■ PROBLEM
Show me each line of the listing below where the word "describe" appears.
BEGIN INFORMATION
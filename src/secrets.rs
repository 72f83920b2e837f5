//! API key handling for the code-generation service.
//!
//! Keys are resolved from a list of sources in order, never logged, and
//! scrubbed from any error text that might echo them back.

use std::env;
use std::fmt;
use std::path::PathBuf;

/// Environment variable consulted first for the API key.
pub const API_KEY_ENV: &str = "OPENAI_API_KEY";

/// Source from which to retrieve a secret value.
#[derive(Debug, Clone, PartialEq, Eq)]
pub enum SecretSource {
    /// Read from an environment variable.
    EnvVar(String),
    /// Read from a file; surrounding whitespace is trimmed.
    File(PathBuf),
    /// Provided directly (for testing only).
    Direct(String),
}

impl SecretSource {
    fn load(&self) -> Result<String, SecretError> {
        let value = match self {
            SecretSource::EnvVar(name) => env::var(name).map_err(|_| {
                SecretError::NotFound(format!("environment variable '{}' not set", name))
            })?,
            SecretSource::File(path) => std::fs::read_to_string(path)
                .map_err(|e| {
                    SecretError::NotFound(format!("cannot read file '{}': {}", path.display(), e))
                })?
                .trim()
                .to_string(),
            SecretSource::Direct(value) => value.clone(),
        };

        if value.is_empty() {
            return Err(SecretError::NotFound(format!("{} is empty", self.describe())));
        }
        Ok(value)
    }

    fn describe(&self) -> String {
        match self {
            SecretSource::EnvVar(name) => format!("environment variable '{}'", name),
            SecretSource::File(path) => format!("file '{}'", path.display()),
            SecretSource::Direct(_) => "direct value".to_string(),
        }
    }
}

/// A resolved secret. Its `Debug` output never shows the value.
#[derive(Clone, PartialEq, Eq)]
pub struct Secret {
    name: String,
    value: String,
}

impl Secret {
    /// Creates a named secret.
    pub fn new(name: impl Into<String>, value: impl Into<String>) -> Self {
        Self {
            name: name.into(),
            value: value.into(),
        }
    }

    /// Resolves the first source that yields a non-empty value.
    pub fn resolve(name: &str, sources: &[SecretSource]) -> Result<Self, SecretError> {
        let mut misses = Vec::new();
        for source in sources {
            match source.load() {
                Ok(value) => return Ok(Self::new(name, value)),
                Err(SecretError::NotFound(msg)) => misses.push(msg),
            }
        }
        Err(SecretError::NotFound(format!("{}: {}", name, misses.join("; "))))
    }

    /// Returns the secret value for use in a request header.
    pub fn expose(&self) -> &str {
        &self.value
    }

    /// Replaces every occurrence of the value with `[REDACTED:<name>]`.
    pub fn redact(&self, text: &str) -> String {
        if self.value.is_empty() {
            return text.to_string();
        }
        text.replace(&self.value, &format!("[REDACTED:{}]", self.name))
    }
}

impl fmt::Debug for Secret {
    fn fmt(&self, f: &mut fmt::Formatter<'_>) -> fmt::Result {
        f.debug_struct("Secret")
            .field("name", &self.name)
            .field("value", &"[REDACTED]")
            .finish()
    }
}

/// Sources for the code-generation API key: the environment, then an
/// optional key file.
pub fn api_key_sources(key_file: Option<PathBuf>) -> Vec<SecretSource> {
    let mut sources = vec![SecretSource::EnvVar(API_KEY_ENV.to_string())];
    if let Some(path) = key_file {
        sources.push(SecretSource::File(path));
    }
    sources
}

/// Error type for secret operations.
#[derive(Debug, Clone, PartialEq, Eq)]
pub enum SecretError {
    /// Secret source could not be found or read.
    NotFound(String),
}

impl fmt::Display for SecretError {
    fn fmt(&self, f: &mut fmt::Formatter<'_>) -> fmt::Result {
        match self {
            SecretError::NotFound(msg) => write!(f, "secret not found: {}", msg),
        }
    }
}

impl std::error::Error for SecretError {}
// Copyright (c) James Kassemi, SC, US. All rights reserved.

//! Concurrent vote ledger.
//!
//! The crate exposes:
//! - [`LedgerController`]: vote submission and state reads over a shared [`storage::KvStore`].
//! - [`TeamAssignments`]: permanent, first-write-wins team binding per identity.
//! - [`DailyQuota`]: per-identity, per-UTC-day vote metering with its voter index.
//! - [`ResetCoordinator`]: privileged roll-back of counters, quotas and statistics.
//!
//! All correctness under concurrency comes from single-key atomic store
//! primitives; nothing here holds an in-process lock across a store call.

pub mod config;
pub mod controller;
pub mod day;
pub mod error;
pub mod keys;
pub mod quota;
pub mod reset;
pub mod stats;
pub mod team;

pub use config::LedgerConfig;
pub use controller::{Ballot, LedgerController, validate_vote};
pub use day::{Clock, ManualClock, SystemClock, VoteDay};
pub use error::{LedgerError, Result};
pub use quota::{Admission, DailyQuota};
pub use reset::{ResetCoordinator, ResetFailure, ResetOutcome, ResetReport, ResetStep};
pub use stats::{Statistics, StatsSummary, TeamVoteStats};
pub use team::{TeamAssignments, assign_team_from_address};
END INFORMATION
■ EXPECTED OUTPUT
            return Err(SecretError::NotFound(format!("{} is empty", self.describe())));
    fn describe(&self) -> String {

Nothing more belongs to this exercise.